From the time of exposure to the bacteria, it takes between 10 and 14 days for symptoms to develop. The symptoms are often non-specific.



      I.        Fever: The fever increases in severity throughout the course of the week and continues into the second and third week and may reach 40? C (104? F) or higher

     II.        Headaches: Initially mild but gradually worsens by the start of the second week. It becomes severe and may prevent one from carrying out the activities of the day. There may be a regression in awareness, confusion and delirium and in some cases, psychosis.

    III.        Cough and Sore throat: May last for between 1 and 4 days.

   IV      Abdominal discomfort, pain and bloating

     V.        Nausea and vomiting: These are not seen in all infected persons but may occur during the first week of infection.

   VI.        Constipation and subsequently diarrhoea (which may be up to 20 stools in one day!). The stool often contains mucus or blood, is watery and may be of small or large volume.

  VII.        Enlarged abdomen due to an enlargement of the liver and spleen at the end of the week.

 VIII.        A rash develops in the second week (called Rose Spots) in some patients but may be difficult to see in some people.

   IX.        A general feeling of unwellness, fatigue and loss of appetite



What Complications May Arise From Typhoid Fever?


If untreated, typhoid fever is often fatal and may cause varying complications across the body's systems. There is often erosion in the intestines where the bacteria first infect, causing intestinal bleeding which may be mild or moderate. Other complications include:


1.     Perforation of the intestine which may require surgery.

2.     Inflammation of the covering of the brain (called meningitis). 

3.     Inflammation of the kidneys (called nephritis). 

4.     Inflammation of the liver (called hepatitis). 

5.     Inflammation of the veins (called thrombophlebitis). 

6.     Deafness. 

7.     Hair loss. 

8.     Bone infection. 

9.     Lung infection. 

10.  Seizures. 


These complications are more likely in people with poor immune defences, for example, people living with HIV, people on chemotherapy for cancer, children under five, people with diabetes, people living with sickle cell disease, people with inflammatory bowel disease, and people on steroid therapy.

How Is A Diagnosis Of Typhoid Fever Made?

A diagnosis of typhoid fever is made after due consultation with a doctor who will ask you a few questions, examine you and order tests which are often blood tests. The test of choice is a blood or stool culture. Here, a blood or stool sample is examined in the laboratory for the presence of Salmonella.

The Widal test is inappropriate for making a diagnosis of Typhoid fever.
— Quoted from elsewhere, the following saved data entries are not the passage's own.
//! Stdio mailbox server example
//!
//! Serves an in-memory mailbox over newline-delimited JSON on stdin/stdout.
//! Logs go to stderr as JSON.
//!
//! Run with: cargo run --example stdio_server
//!
//! Then type:
//! {"jsonrpc":"2.0","id":"1","method":"initialize","params":{"protocol_version":"2024-11-05"}}
//! {"jsonrpc":"2.0","id":"2","method":"list_emails","params":{"limit":2}}
//! {"jsonrpc":"2.0","id":"3","method":"get_email","params":{"email_id":"missing"}}

use olrpc::core::{Error, ObservabilityConfig, Result};
use olrpc::server::{from_typed_fn, MailboxServer};
use serde::{Deserialize, Serialize};
use std::sync::Arc;

#[derive(Debug, Clone, Serialize)]
struct Email {
    id: String,
    folder: String,
    subject: String,
    sender: String,
    body: String,
}

struct Mailbox {
    emails: Vec<Email>,
}

impl Mailbox {
    fn sample() -> Self {
        let email = |id: &str, folder: &str, subject: &str, sender: &str| Email {
            id: id.into(),
            folder: folder.into(),
            subject: subject.into(),
            sender: sender.into(),
            body: format!("Body of {}", subject),
        };
        Self {
            emails: vec![
                email("m-1", "Inbox", "Quarterly invoice", "billing@example.com"),
                email("m-2", "Inbox", "Team offsite", "alice@example.com"),
                email("m-3", "Archive", "Old invoice", "billing@example.com"),
            ],
        }
    }

    fn folders(&self) -> Vec<String> {
        let mut folders: Vec<String> = self.emails.iter().map(|e| e.folder.clone()).collect();
        folders.sort();
        folders.dedup();
        folders
    }
}

#[derive(Deserialize)]
struct ListParams {
    folder: Option<String>,
    limit: usize,
}

#[derive(Deserialize)]
struct GetParams {
    email_id: String,
}

#[derive(Deserialize)]
struct SearchParams {
    query: String,
    folder: Option<String>,
    limit: usize,
}

#[derive(Deserialize)]
struct NoParams {}

#[tokio::main]
async fn main() -> std::result::Result<(), Box<dyn std::error::Error>> {
    let mailbox = Arc::new(Mailbox::sample());

    let list = Arc::clone(&mailbox);
    let get = Arc::clone(&mailbox);
    let search = Arc::clone(&mailbox);
    let folders = Arc::clone(&mailbox);

    let server = MailboxServer::builder()
        .server_name("olrpc-demo")
        .with_observability(ObservabilityConfig::new("olrpc-demo").with_log_level("debug"))
        .default_recovery_strategies()
        .handler(
            "list_emails",
            from_typed_fn(move |p: ListParams| {
                let mailbox = Arc::clone(&list);
                async move {
                    let folder = p.folder.unwrap_or_else(|| "Inbox".into());
                    if !mailbox.folders().contains(&folder) {
                        return Err(Error::FolderNotFound(folder));
                    }
                    tracing::debug!(folder = %folder, limit = p.limit, "listing emails");
                    let emails: Vec<Email> = mailbox
                        .emails
                        .iter()
                        .filter(|e| e.folder == folder)
                        .take(p.limit)
                        .cloned()
                        .collect();
                    Ok(emails)
                }
            }),
        )
        .handler(
            "get_email",
            from_typed_fn(move |p: GetParams| {
                let mailbox = Arc::clone(&get);
                async move {
                    mailbox
                        .emails
                        .iter()
                        .find(|e| e.id == p.email_id)
                        .cloned()
                        .ok_or(Error::EmailNotFound(p.email_id))
                }
            }),
        )
        .handler(
            "search_emails",
            from_typed_fn(move |p: SearchParams| {
                let mailbox = Arc::clone(&search);
                async move {
                    let needle = p.query.to_lowercase();
                    tracing::debug!(query = %p.query, "searching emails");
                    let hits: Vec<Email> = mailbox
                        .emails
                        .iter()
                        .filter(|e| p.folder.as_ref().map_or(true, |f| &e.folder == f))
                        .filter(|e| e.subject.to_lowercase().contains(&needle))
                        .take(p.limit)
                        .cloned()
                        .collect();
                    Result::Ok(hits)
                }
            }),
        )
        .handler(
            "get_folders",
            from_typed_fn(move |_: NoParams| {
                let mailbox = Arc::clone(&folders);
                async move { Result::Ok(mailbox.folders()) }
            }),
        )
        .build()?;

    tracing::info!(emails = mailbox.emails.len(), "mailbox demo serving on stdio");
    server.serve_stdio().await?;
    tracing::info!(stats = ?server.error_statistics(), "stdin closed, shutting down");
    olrpc::core::shutdown_observability();
    Ok(())
}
It is unspecific, may give a false-positive result in vaccinated individuals, in individuals with infections due to other causes, in individuals with severe malaria and also in healthy individuals.
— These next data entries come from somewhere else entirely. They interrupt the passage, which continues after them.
//! Parameter validation against a [`MethodSchema`]
//!
//! Two passes use the same schema:
//!
//! - [`check_shape`] is the session's coarse gate: required names, JSON types,
//!   numeric and length bounds, blank queries. It ignores undeclared names and
//!   fails with `Error::InvalidParams`.
//! - [`validate_params`] is the router's full pass: it rejects undeclared
//!   names, fills defaults, applies the per-field semantic rules and returns
//!   the resolved parameter map. It fails with `Error::Validation`.

use crate::schema::{
    IntegerConstraints, ListConstraints, ListItem, MethodSchema, ParamKind, ParamSpec,
    StringConstraints, StringRule,
};
use olrpc_core::{Error, Params, Result};
use once_cell::sync::Lazy;
use regex::Regex;
use serde_json::Value;

static EMAIL_ADDRESS: Lazy<Regex> = Lazy::new(|| {
    Regex::new(r"^[A-Za-z0-9._%+-]+@[A-Za-z0-9.-]+\.[A-Za-z]{2,}$").expect("valid address pattern")
});

/// Characters never accepted in identifiers
const IDENTIFIER_FORBIDDEN: &[char] = &['<', '>', '"', '\'', '&', '\n', '\r', '\t'];
/// Characters additionally refused in folder names
const FOLDER_FORBIDDEN: &[char] = &['/', '\\', ':', '*', '?', '"', '<', '>', '|'];
/// Characters refused in attachment paths
const PATH_FORBIDDEN: &[char] = &['<', '>', '"', '|', '?', '*'];
/// Longest accepted attachment path
const MAX_PATH_LEN: usize = 260;

/// Whether `address` looks like `local@domain.tld`
pub fn is_valid_email_address(address: &str) -> bool {
    EMAIL_ADDRESS.is_match(address)
}

/// Validate and resolve parameters for a method
///
/// Returns a map containing every supplied parameter (normalized where a rule
/// normalizes) plus the defaults of omitted optional parameters.
///
/// # Errors
///
/// `Error::Validation` naming the offending field: undeclared names (all of
/// them, sorted), a missing required parameter, a wrong JSON type, or a
/// failed constraint.
pub fn validate_params(schema: &MethodSchema, params: &Params) -> Result<Params> {
    let mut unknown: Vec<&str> = params
        .keys()
        .filter(|name| schema.get(name).is_none())
        .map(String::as_str)
        .collect();
    if !unknown.is_empty() {
        unknown.sort_unstable();
        return Err(Error::Validation {
            field: Some(unknown.join(", ")),
            message: format!(
                "Unknown parameter(s) for '{}': {}",
                schema.name,
                unknown.join(", ")
            ),
        });
    }

    let mut resolved = Params::new();
    for spec in &schema.params {
        match params.get(&spec.name) {
            None | Some(Value::Null) if spec.required => {
                return Err(Error::validation(
                    &spec.name,
                    format!("Missing required parameter: {}", spec.name),
                ));
            }
            None | Some(Value::Null) => {
                if let Some(default) = &spec.default {
                    resolved.insert(spec.name.clone(), default.clone());
                }
            }
            Some(value) => {
                let value = validate_value(spec, value)?;
                resolved.insert(spec.name.clone(), value);
            }
        }
    }
    Ok(resolved)
}

/// Coarse check of parameters against the advertised input shape
///
/// Undeclared names pass through untouched.
pub fn check_shape(schema: &MethodSchema, params: &Params) -> Result<()> {
    for spec in &schema.params {
        let value = match params.get(&spec.name) {
            None | Some(Value::Null) if spec.required => {
                return Err(Error::InvalidParams(format!(
                    "Missing required parameter: {}",
                    spec.name
                )))
            }
            None | Some(Value::Null) => continue,
            Some(value) => value,
        };
        let invalid = |msg: String| Error::InvalidParams(msg);
        match &spec.kind {
            ParamKind::String(c) => {
                let s = value
                    .as_str()
                    .ok_or_else(|| invalid(type_message(spec)))?;
                if c.rule == StringRule::SearchQuery && s.trim().is_empty() {
                    return Err(invalid(format!("Parameter '{}' cannot be empty", spec.name)));
                }
                check_length(&spec.name, s.chars().count(), c.min_len, c.max_len, "characters")
                    .map_err(invalid)?;
            }
            ParamKind::Integer(c) => {
                let n = as_integer(value).ok_or_else(|| invalid(type_message(spec)))?;
                check_bounds(&spec.name, n, c).map_err(invalid)?;
            }
            ParamKind::List(c) => {
                let items = value
                    .as_array()
                    .ok_or_else(|| invalid(type_message(spec)))?;
                check_length(&spec.name, items.len(), c.min_items, c.max_items, "items")
                    .map_err(invalid)?;
            }
        }
    }
    Ok(())
}

fn validate_value(spec: &ParamSpec, value: &Value) -> Result<Value> {
    let field = spec.name.as_str();
    let fail = |msg: String| Error::validation(field, msg);
    match &spec.kind {
        ParamKind::String(c) => {
            let s = value.as_str().ok_or_else(|| fail(type_message(spec)))?;
            validate_string(field, s, c).map(Value::String).map_err(fail)
        }
        ParamKind::Integer(c) => {
            let n = as_integer(value).ok_or_else(|| fail(type_message(spec)))?;
            check_bounds(field, n, c).map_err(fail)?;
            Ok(Value::from(n))
        }
        ParamKind::List(c) => {
            let items = value.as_array().ok_or_else(|| fail(type_message(spec)))?;
            validate_list(field, items, c).map(Value::Array).map_err(fail)
        }
    }
}

fn validate_string(
    field: &str,
    s: &str,
    c: &StringConstraints,
) -> std::result::Result<String, String> {
    let value = match &c.rule {
        StringRule::SearchQuery => s.trim(),
        _ => s,
    };
    check_length(field, value.chars().count(), c.min_len, c.max_len, "characters")?;

    match &c.rule {
        StringRule::Plain | StringRule::SearchQuery => Ok(value.to_string()),
        StringRule::Identifier => {
            check_identifier(field, value)?;
            Ok(value.to_string())
        }
        StringRule::FolderName => {
            check_identifier(field, value)?;
            if let Some(bad) = value.chars().find(|ch| FOLDER_FORBIDDEN.contains(ch)) {
                return Err(format!(
                    "Parameter '{}' contains a character not allowed in folder names: {:?}",
                    field, bad
                ));
            }
            Ok(value.to_string())
        }
        StringRule::OneOf(allowed) => {
            let lowered = value.to_lowercase();
            allowed
                .iter()
                .find(|candidate| **candidate == lowered)
                .map(|candidate| candidate.to_string())
                .ok_or_else(|| {
                    format!(
                        "Parameter '{}' must be one of: {}",
                        field,
                        allowed.join(", ")
                    )
                })
        }
    }
}

fn check_identifier(field: &str, value: &str) -> std::result::Result<(), String> {
    match value
        .chars()
        .find(|ch| ch.is_control() || IDENTIFIER_FORBIDDEN.contains(ch))
    {
        Some(bad) => Err(format!(
            "Parameter '{}' contains an invalid character: {:?}",
            field, bad
        )),
        None => Ok(()),
    }
}

fn validate_list(
    field: &str,
    items: &[Value],
    c: &ListConstraints,
) -> std::result::Result<Vec<Value>, String> {
    check_length(field, items.len(), c.min_items, c.max_items, "items")?;

    items
        .iter()
        .enumerate()
        .map(|(index, item)| {
            let s = item
                .as_str()
                .ok_or_else(|| format!("Parameter '{}[{}]' must be a string", field, index))?;
            match c.item {
                ListItem::EmailAddress => {
                    let address = s.trim();
                    if !is_valid_email_address(address) {
                        return Err(format!("Invalid email address in '{}': {}", field, s));
                    }
                    Ok(Value::String(address.to_string()))
                }
                ListItem::AttachmentPath => {
                    let len = s.chars().count();
                    if len == 0 || len > MAX_PATH_LEN {
                        return Err(format!(
                            "Attachment path in '{}' must be 1-{} characters",
                            field, MAX_PATH_LEN
                        ));
                    }
                    if s.chars().any(|ch| ch.is_control() || PATH_FORBIDDEN.contains(&ch)) {
                        return Err(format!(
                            "Attachment path in '{}' contains invalid characters: {}",
                            field, s
                        ));
                    }
                    Ok(Value::String(s.to_string()))
                }
                ListItem::Text => Ok(Value::String(s.to_string())),
            }
        })
        .collect()
}

fn check_length(
    field: &str,
    len: usize,
    min: usize,
    max: usize,
    unit: &str,
) -> std::result::Result<(), String> {
    if len < min {
        if min == 1 && unit == "characters" {
            return Err(format!("Parameter '{}' cannot be empty", field));
        }
        return Err(format!(
            "Parameter '{}' must have at least {} {}",
            field, min, unit
        ));
    }
    if len > max {
        return Err(format!(
            "Parameter '{}' must have at most {} {}",
            field, max, unit
        ));
    }
    Ok(())
}

fn check_bounds(field: &str, n: i64, c: &IntegerConstraints) -> std::result::Result<(), String> {
    if n < c.min {
        return Err(format!("Parameter '{}' must be at least {}", field, c.min));
    }
    if n > c.max {
        return Err(format!("Parameter '{}' must be at most {}", field, c.max));
    }
    Ok(())
}

/// Integers only; floats and booleans are rejected
fn as_integer(value: &Value) -> Option<i64> {
    match value {
        Value::Number(n) => n.as_i64(),
        _ => None,
    }
}

fn type_message(spec: &ParamSpec) -> String {
    let article = match spec.kind {
        ParamKind::Integer(_) | ParamKind::List(_) => "an",
        ParamKind::String(_) => "a",
    };
    let noun = match spec.kind {
        ParamKind::String(_) => "string",
        ParamKind::Integer(_) => "integer",
        ParamKind::List(_) => "array",
    };
    format!("Parameter '{}' must be {} {}", spec.name, article, noun)
}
A single Widal test result cannot provide a reliable diagnosis and using that alone leads to misdiagnosis and false diagnosis. All results must be correlated with clinical symptoms, as dictated by the standard treatment guideline developed by the Federal Ministry of Health.

How Is Typhoid Fever Treated?

Typhoid fever is treated using antibiotics. Different types of antibiotics may be used while the result of the tests is awaited however, indiscriminate use of antibiotics is frowned upon due to cases of drug resistance. Pain relief medications may also be offered to deal with muscle pain and headaches.

 

How Can You Prevent Typhoid Fever?


Prevention of typhoid fever is hinged on maintaining proper sanitation. Ensuring proper hygiene by food handlers is also necessary. A typhoid fever vaccine offers protection for several years (two to three years for the injectable vaccine and five to seven years for the oral vaccine). Other tips for preventing typhoid fever are:

  •          Ensure that food items are properly cooked before ingestion. Eat them while they are still hot.

  •          Avoid raw milk and products made from raw milk

  •          Avoid putting ice in drinks, especially when you travel.

  •          Drink safe bottled water

  •          Wash your hands thoroughly and often, especially after contact with farm animals, pets or after using the toilet

  •          Wash fruits and vegetables before eating them.